法律文書を制作したことがない人には想像し難いかもしれないが、実際にはいくつもの課題が存在するそうだ。代表取締役の堀口氏は自信の経験から法律文書管理の現状は関係者にとって「非常に苦痛なものになっている」と言う。
「法律文書を作るとなると、マイクロソフトのAZUREに入っている、Wordで作った文章が過去の蓄積として数多く存在しています。これらファイルを複数開いて見比べながら、適切な文章を作っていく。関連するものを探し出してきて、3つほどのディスプレイを使用して見比べることが多かったです。なおかつ、ファイルの中でコメントして、メールで送付するということもあります。大量の文章をローカルに保存していているため、必要な文章を探すのは非常に大変な作業です。また、他の人が作ったフォルダを見ても、どこに資料があるかわからない、という現状もあります。」
確かにローカルで資料をどのように保存しているかは、各人のやり方があるため、正式に引き継ぎを行わないと、後継の人が閲覧しにくいなどの問題も存在する。実際に、LAWGUE(ローグ)は複数の企業に導入され、業務の効率化を行っている。
「例えば10名ほど法務の担当者がいる会社の事例があります。過去のフォルダがどこにあるのかを把握している方がメインでいらっしゃったのですが、それ以外の方は流動性があって、次々に新しい人が入る。そうすると新しく入った人は、どのファイルをみればいいのか、適切な言い回しや書き方がわからない。そのため過去のフォルダを把握しているメインの方に毎回支持を仰ぐことになります。そのような状況において、弊社のツールを使用してもらうことで、すぐに文章を探し出すことが出来ますし、確認を取る手間もなくなります。
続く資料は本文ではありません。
// Copyright 2025 the Understory Authors
// SPDX-License-Identifier: Apache-2.0 OR MIT

//! A cancellable, observable scalar driven by a host frame clock.
//!
//! ## Usage
//!
//! 1) Request motion with [`AnimatedScalar::animate_to`], passing the current frame time.
//! 2) Call [`AnimatedScalar::tick`] once per frame with the new frame time.
//! 3) Read [`AnimatedScalar::current`] when rendering.
//!
//! A new request always supersedes the in-flight one and starts from the value
//! the scalar holds at that instant, so two animations never write the same
//! scalar.
//!
//! ```
//! use core::time::Duration;
//! use understory_transition::{AnimatedScalar, Easing, Tween};
//!
//! let mut value = Tween::new(0.0);
//! value.animate_to(1.0, Duration::from_millis(100), Easing::Linear, Duration::ZERO);
//!
//! assert!(!value.tick(Duration::from_millis(50)));
//! assert_eq!(value.current(), 0.5);
//!
//! // Finishing is reported exactly once.
//! assert!(value.tick(Duration::from_millis(100)));
//! assert!(!value.tick(Duration::from_millis(116)));
//! assert_eq!(value.current(), 1.0);
//! ```

use alloc::boxed::Box;
use core::fmt;
use core::time::Duration;

use smallvec::SmallVec;

use crate::easing::Easing;

/// Callback invoked with the new value whenever an animated scalar changes.
pub type ChangeListener = Box<dyn FnMut(f64)>;

/// A monotonically advancing, cancellable, observable scalar.
///
/// Time is always supplied by the caller as a monotonic timestamp (`now`);
/// implementations never read a clock on their own.
pub trait AnimatedScalar {
    /// The value at the most recent tick.
    fn current(&self) -> f64;

    /// The value the scalar is heading to (or resting at).
    fn target(&self) -> f64;

    /// Returns `true` while an animation is in flight.
    fn is_animating(&self) -> bool;

    /// Starts animating from the current value toward `target`.
    ///
    /// Any in-flight animation is superseded.
    fn animate_to(&mut self, target: f64, duration: Duration, easing: Easing, now: Duration);

    /// Jumps to `value` immediately, cancelling any animation.
    fn snap_to(&mut self, value: f64);

    /// Stops the in-flight animation, leaving the value where it is.
    fn cancel(&mut self);

    /// Advances the animation to `now`.
    ///
    /// Returns `true` exactly once per animation: on the tick that reaches its
    /// target.
    fn tick(&mut self, now: Duration) -> bool;

    /// Registers a listener that observes every value change.
    fn on_change(&mut self, listener: ChangeListener);
}

#[derive(Clone, Copy, Debug, PartialEq)]
struct Segment {
    from: f64,
    to: f64,
    start: Duration,
    duration: Duration,
    easing: Easing,
}

/// Stock [`AnimatedScalar`] implementation: an eased tween between two values.
pub struct Tween {
    value: f64,
    segment: Option<Segment>,
    generation: u64,
    listeners: SmallVec<[ChangeListener; 2]>,
}

impl fmt::Debug for Tween {
    fn fmt(&self, f: &mut fmt::Formatter<'_>) -> fmt::Result {
        f.debug_struct("Tween")
            .field("value", &self.value)
            .field("segment", &self.segment)
            .field("generation", &self.generation)
            .field("listeners", &self.listeners.len())
            .finish()
    }
}

impl Default for Tween {
    fn default() -> Self {
        Self::new(0.0)
    }
}

impl Tween {
    /// Creates a resting scalar holding `value`.
    #[must_use]
    pub fn new(value: f64) -> Self {
        Self {
            value,
            segment: None,
            generation: 0,
            listeners: SmallVec::new(),
        }
    }

    /// Number of animations currently driving this scalar: `0` or `1`.
    #[must_use]
    pub fn active_animations(&self) -> usize {
        usize::from(self.segment.is_some())
    }

    /// Counter bumped by every `animate_to`, `snap_to`, and `cancel`.
    ///
    /// Hosts that hand out completion tokens can compare generations to tell a
    /// superseded animation from the current one.
    #[must_use]
    pub fn generation(&self) -> u64 {
        self.generation
    }

    fn set_value(&mut self, value: f64) {
        if self.value == value {
            return;
        }
        self.value = value;
        for listener in &mut self.listeners {
            listener(value);
        }
    }
}

impl AnimatedScalar for Tween {
    fn current(&self) -> f64 {
        self.value
    }

    fn target(&self) -> f64 {
        self.segment.map_or(self.value, |segment| segment.to)
    }

    fn is_animating(&self) -> bool {
        self.segment.is_some()
    }

    fn animate_to(&mut self, target: f64, duration: Duration, easing: Easing, now: Duration) {
        debug_assert!(!target.is_nan(), "animation target must not be NaN");
        self.generation = self.generation.wrapping_add(1);
        let duration = if self.value == target {
            Duration::ZERO
        } else {
            duration
        };
        self.segment = Some(Segment {
            from: self.value,
            to: target,
            start: now,
            duration,
            easing,
        });
    }

    fn snap_to(&mut self, value: f64) {
        self.generation = self.generation.wrapping_add(1);
        self.segment = None;
        self.set_value(value);
    }

    fn cancel(&mut self) {
        if self.segment.take().is_some() {
            self.generation = self.generation.wrapping_add(1);
        }
    }

    fn tick(&mut self, now: Duration) -> bool {
        let Some(segment) = self.segment else {
            return false;
        };
        let elapsed = now.saturating_sub(segment.start);
        if elapsed >= segment.duration {
            self.segment = None;
            self.set_value(segment.to);
            return true;
        }
        let t = elapsed.as_nanos() as f64 / segment.duration.as_nanos() as f64;
        let eased = segment.easing.apply(t);
        self.set_value(segment.from + (segment.to - segment.from) * eased);
        false
    }

    fn on_change(&mut self, listener: ChangeListener) {
        self.listeners.push(listener);
    }
}
// Copyright 2025 the Understory Authors
// SPDX-License-Identifier: Apache-2.0 OR MIT

/// Easing curve applied to the normalized time of an animation.
///
/// Every curve maps `0.0` to exactly `0.0` and `1.0` to exactly `1.0`.
#[derive(Clone, Copy, Debug, PartialEq, Eq, Default)]
#[cfg_attr(feature = "serde", derive(serde::Serialize, serde::Deserialize))]
pub enum Easing {
    /// Constant velocity.
    Linear,
    /// Cubic ease-in-out: slow start, fast middle, slow settle.
    #[default]
    CubicInOut,
    /// Cubic ease-out: fast start that decelerates into the target.
    ///
    /// Used for spring-back motions that should feel released rather than
    /// pushed.
    CubicOut,
}

impl Easing {
    /// Maps linear time `t` to eased progress. `t` is clamped to `[0, 1]`.
    #[must_use]
    pub fn apply(self, t: f64) -> f64 {
        let t = t.clamp(0.0, 1.0);
        match self {
            Self::Linear => t,
            Self::CubicInOut => {
                if t < 0.5 {
                    4.0 * t * t * t
                } else {
                    let u = 2.0 - 2.0 * t;
                    1.0 - u * u * u / 2.0
                }
            }
            Self::CubicOut => {
                let u = 1.0 - t;
                1.0 - u * u * u
            }
        }
    }
}

#[cfg(test)]
mod tests {
    use super::Easing;

    const ALL: [Easing; 3] = [Easing::Linear, Easing::CubicInOut, Easing::CubicOut];

    #[test]
    fn boundaries_are_exact() {
        for easing in ALL {
            assert_eq!(easing.apply(0.0), 0.0, "{easing:?} at 0");
            assert_eq!(easing.apply(1.0), 1.0, "{easing:?} at 1");
        }
    }

    #[test]
    fn curves_are_monotonic() {
        for easing in ALL {
            let mut last = 0.0;
            for step in 1..=100 {
                let value = easing.apply(f64::from(step) / 100.0);
                assert!(value >= last, "{easing:?} decreased at step {step}");
                last = value;
            }
        }
    }

    #[test]
    fn input_outside_unit_range_is_clamped() {
        assert_eq!(Easing::CubicInOut.apply(-3.0), 0.0);
        assert_eq!(Easing::CubicOut.apply(7.5), 1.0);
    }

    #[test]
    fn cubic_in_out_is_symmetric_at_midpoint() {
        assert_eq!(Easing::CubicInOut.apply(0.5), 0.5);
    }
}
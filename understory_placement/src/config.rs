// Copyright 2025 the Understory Authors
// SPDX-License-Identifier: Apache-2.0 OR MIT

/// Metrics and margins used by [`place`](crate::place).
///
/// All values are in logical units, in the same space as the anchor and the
/// viewport.
#[derive(Clone, Copy, Debug, PartialEq)]
#[cfg_attr(feature = "serde", derive(serde::Serialize, serde::Deserialize))]
#[cfg_attr(feature = "serde", serde(default))]
pub struct PlacementConfig {
    /// Height of the fixed header row. Default: `48.0`.
    pub header_height: f64,
    /// Height contributed by each content item. Default: `56.0`.
    pub item_height: f64,
    /// Padding above and below the content. Counted twice. Default: `12.0`.
    pub padding: f64,
    /// Fraction of the viewport height the popover may grow to. Default: `0.5`.
    pub max_height_fraction: f64,
    /// Minimum horizontal distance from either viewport edge. Default: `12.0`.
    pub margin: f64,
    /// Minimum distance from the top of the viewport. Default: `48.0`.
    pub top_margin: f64,
    /// Gap between the popover's bottom edge and the anchor's top edge.
    /// Default: `8.0`.
    pub gap: f64,
    /// Half the width of the arrow indicator. Default: `8.0`.
    pub arrow_half_width: f64,
}

impl Default for PlacementConfig {
    fn default() -> Self {
        Self {
            header_height: 48.0,
            item_height: 56.0,
            padding: 12.0,
            max_height_fraction: 0.5,
            margin: 12.0,
            top_margin: 48.0,
            gap: 8.0,
            arrow_half_width: 8.0,
        }
    }
}

impl PlacementConfig {
    /// Sets the header, per-item, and padding metrics.
    #[must_use]
    pub fn with_metrics(mut self, header_height: f64, item_height: f64, padding: f64) -> Self {
        self.header_height = header_height;
        self.item_height = item_height;
        self.padding = padding;
        self
    }

    /// Sets the height ceiling as a fraction of the viewport height.
    #[must_use]
    pub fn with_max_height_fraction(mut self, fraction: f64) -> Self {
        self.max_height_fraction = fraction;
        self
    }

    /// Sets the horizontal and top margins.
    #[must_use]
    pub fn with_margins(mut self, margin: f64, top_margin: f64) -> Self {
        self.margin = margin;
        self.top_margin = top_margin;
        self
    }

    /// Sets the anchor gap.
    #[must_use]
    pub fn with_gap(mut self, gap: f64) -> Self {
        self.gap = gap;
        self
    }

    /// Sets the arrow half width.
    #[must_use]
    pub fn with_arrow_half_width(mut self, half_width: f64) -> Self {
        self.arrow_half_width = half_width;
        self
    }
}
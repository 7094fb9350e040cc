// Copyright 2025 the Understory Authors
// SPDX-License-Identifier: Apache-2.0 OR MIT

// After you edit the crate's doc comment, run this command, then check README.md for any missing links
// cargo rdme --workspace-project=overstory_overlay --heading-base-level=0

//! Overstory Overlay: contextual sheets and anchored popovers.
//!
//! This crate composes the headless kernels from `understory_transition` and
//! `understory_placement` into the two overlay components a screen usually
//! needs:
//! - [`ContextualSheet`]: a panel that grows out of a tapped card to cover the
//!   viewport, with drag-to-dismiss and a dimming backdrop.
//! - [`AnchoredPopover`]: a card that grows out of a small anchor (an avatar,
//!   a button) into a placement that stays inside the viewport margins.
//!
//! Both are driven declaratively. Every frame the host passes its visibility
//! flag together with a fresh measurement of the trigger element, advances
//! time with `tick`, and draws the returned [`OverlayFrame`]. When a close
//! completes, however it was started, the component runs its close callback
//! exactly once so the host can reset its flag.
//!
//! [`OverlayHost`] keeps several overlays in z-order and forwards ticks,
//! viewport changes, and back-gesture dismissals to them.
//!
//! ## Minimal example
//!
//! ```rust
//! use core::time::Duration;
//! use kurbo::{Rect, Size};
//! use overstory_overlay::{ContextualSheet, OverlayHost};
//!
//! let viewport = Size::new(400.0, 800.0);
//! let card = Rect::new(16.0, 520.0, 196.0, 640.0);
//!
//! let mut host = OverlayHost::new(viewport);
//! let recipe = host.insert(ContextualSheet::new("pancakes", viewport));
//!
//! let sheet = host.sheet_mut(recipe).unwrap();
//! sheet.set_visible(true, Some(card), Duration::ZERO).unwrap();
//!
//! host.tick(Duration::from_millis(420));
//! let (_, frame) = host.frames().next().unwrap();
//! assert_eq!(frame.rect, Rect::new(0.0, 0.0, 400.0, 800.0));
//! assert_eq!(*frame.content, "pancakes");
//! assert!(frame.dismiss_enabled);
//! ```
//!
//! This crate requires `std`.

mod error;
mod frame;
mod host;
mod popover;
mod sheet;

pub use error::OverlayError;
pub use frame::{ArrowFrame, OverlayFrame, OverlayKind};
pub use host::{Overlay, OverlayHost, OverlayId};
pub use popover::AnchoredPopover;
pub use sheet::{CloseCallback, ContextualSheet};
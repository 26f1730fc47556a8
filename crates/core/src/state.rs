use slotmap::SlotMap;

use crate::types::*;

#[derive(Clone)]
pub struct Map {
    pub internal_width: usize,
    pub internal_height: usize,
    pub tiles: Vec<TileKind>,
}

impl Map {
    pub fn new(width: usize, height: usize) -> Self {
        Self { internal_width: width, internal_height: height, tiles: vec![TileKind::Land; width * height] }
    }

    pub fn in_bounds(&self, pos: Pos) -> bool {
        pos.x >= 0
            && pos.y >= 0
            && (pos.x as usize) < self.internal_width
            && (pos.y as usize) < self.internal_height
    }

    pub fn tile_at(&self, pos: Pos) -> TileKind {
        if !self.in_bounds(pos) {
            return TileKind::Obstacle;
        }
        self.tiles[self.index(pos)]
    }

    pub fn set_tile(&mut self, pos: Pos, tile: TileKind) {
        if !self.in_bounds(pos) {
            return;
        }
        let idx = self.index(pos);
        self.tiles[idx] = tile;
    }

    pub fn walkable(&self, pos: Pos) -> bool {
        self.in_bounds(pos) && self.tile_at(pos) == TileKind::Land
    }

    /// Resource-presence predicate. `None` signals an out-of-range query,
    /// which callers treat as data (the map simply ends there), not an error.
    pub fn water_at(&self, pos: Pos) -> Option<bool> {
        if !self.in_bounds(pos) {
            return None;
        }
        Some(self.tile_at(pos) == TileKind::Water)
    }

    fn index(&self, pos: Pos) -> usize {
        (pos.y as usize) * self.internal_width + (pos.x as usize)
    }
}

/// Leader-side item storage with a fixed slot count.
#[derive(Clone, Debug)]
pub struct Inventory {
    capacity: usize,
    items: Vec<CaughtFish>,
}

impl Inventory {
    pub fn with_capacity(capacity: usize) -> Self {
        Self { capacity, items: Vec::new() }
    }

    /// Attempts to store one item. Returns false when every slot is taken.
    pub fn try_add(&mut self, item: CaughtFish) -> bool {
        if self.items.len() >= self.capacity {
            return false;
        }
        self.items.push(item);
        true
    }

    pub fn free_slots(&self) -> usize {
        self.capacity - self.items.len()
    }

    pub fn items(&self) -> &[CaughtFish] {
        &self.items
    }
}

#[derive(Clone, Debug)]
pub struct Leader {
    pub pos: Pos,
    pub fishing_skill: u8,
    pub inventory: Inventory,
}

#[derive(Clone, Debug)]
pub struct Companion {
    pub name: String,
    pub pos: Pos,
    pub facing: Facing,
    /// Presentation flag: the wide fishing sprite pose. Read by the
    /// rendering layer, owned by the activity controller.
    pub engaged_pose: bool,
}

impl Companion {
    pub fn new(name: &str, pos: Pos) -> Self {
        Self { name: name.to_string(), pos, facing: Facing::East, engaged_pose: false }
    }
}

pub struct World {
    pub map: Map,
    pub leader: Leader,
    pub companions: SlotMap<CompanionId, Companion>,
}

impl World {
    pub fn new(map: Map, leader: Leader) -> Self {
        Self { map, leader, companions: SlotMap::with_key() }
    }

    pub fn spawn_companion(&mut self, name: &str, pos: Pos) -> CompanionId {
        self.companions.insert(Companion::new(name, pos))
    }

    pub fn find_companion(&self, name: &str) -> Option<CompanionId> {
        self.companions.iter().find(|(_, c)| c.name == name).map(|(id, _)| id)
    }
}
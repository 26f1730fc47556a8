//! Spot selection over a classified scan window: every walkable tile
//! horizontally adjacent to reachable water is a candidate, and one is
//! chosen uniformly so repeated activations vary visibly.

use crate::companion::scan::{CellClass, LocalWindow};
use crate::rng::RandomSource;
use crate::types::{Facing, Pos};

#[derive(Clone, Copy, Debug, PartialEq, Eq)]
pub struct FishingSpot {
    /// Absolute map tile to stand on.
    pub tile: Pos,
    pub facing: Facing,
}

/// Enumerates candidates in deterministic y-then-x window order.
/// Pure: no randomness, no side effects; usable for capability queries.
pub fn candidate_spots(window: &LocalWindow) -> Vec<FishingSpot> {
    let mut candidates = Vec::new();
    for y in 0..window.side() {
        for x in 0..window.side() {
            if window.get(Pos { y, x }) != Some(CellClass::Water) {
                continue;
            }
            let west = Pos { y, x: x - 1 };
            if window.get(west) == Some(CellClass::Walkable) {
                candidates
                    .push(FishingSpot { tile: window.to_absolute(west), facing: Facing::East });
            }
            let east = Pos { y, x: x + 1 };
            if window.get(east) == Some(CellClass::Walkable) {
                candidates
                    .push(FishingSpot { tile: window.to_absolute(east), facing: Facing::West });
            }
        }
    }
    candidates
}

/// Uniform choice among all candidates; `None` when the window offers no
/// walkable water-adjacent tile. Deliberately unweighted by distance.
pub fn select_spot(window: &LocalWindow, rng: &mut dyn RandomSource) -> Option<FishingSpot> {
    let candidates = candidate_spots(window);
    if candidates.is_empty() {
        return None;
    }
    let choice = rng.pick(candidates.len());
    Some(candidates[choice])
}
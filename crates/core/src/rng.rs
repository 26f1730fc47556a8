//! Injectable random source. Every gameplay draw (spot pick, reward roll,
//! quality tier, disengage check) routes through this trait so tests can
//! substitute deterministic sequences.

use rand_chacha::ChaCha8Rng;
use rand_chacha::rand_core::Rng;

pub trait RandomSource {
    fn next_u64(&mut self) -> u64;

    /// Uniform draw in `[0, 1)` built from the top 53 bits.
    fn unit_f64(&mut self) -> f64 {
        (self.next_u64() >> 11) as f64 / (1u64 << 53) as f64
    }

    /// True with probability `p`.
    fn chance(&mut self, p: f64) -> bool {
        self.unit_f64() < p
    }

    /// Uniform index into a slice of length `len`. `len` must be nonzero.
    fn pick(&mut self, len: usize) -> usize {
        (self.next_u64() % len as u64) as usize
    }
}

impl RandomSource for ChaCha8Rng {
    fn next_u64(&mut self) -> u64 {
        Rng::next_u64(self)
    }
}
」
今回の調達資金の用途としては以下の2点を想定しているという。
堀口氏は長期のビジネス像として、オンライン、クラウド上での文章作成が増えていくと予測。そのときに最も使われるエディターを目指していきたいと考えているそうだ。
また、現在は契約書などの文章が中心だが電子書籍への応用など、文書管理に関わるその他の分野にも応用していきたいと言う。
「今までは企業の法務分野が中心でしたが、法務分野以外にも周辺領域までLAWGUEの応用範囲を拡大していきたいです。また、地方公共団体や官公庁などのパブリックセクターとのやりとりも、今後は担っていきたいと考えています。」
国産のオンラインエディターの作成には多くの課題が存在しているが、だからこそ、やりがいのある仕事だと堀口氏は言う。
「文章を作るシステム、Wordでもなく、Googleドキュメントでもなく、かつ共有が可能なシステムの作成は非常にハードルが高いです。その意味で非常にやりがいのある仕事だと思っています。また技術的にも、この部分に取り組むプレイヤーは国内には存在しません。今後は開発人材も必要ですし、システムの紹介や、導入のサポートをする人材も必要としています。調達資金を活用し、人材の確保とLAWGUE(ローグ)の開発をしっかりと行っていきたいです。」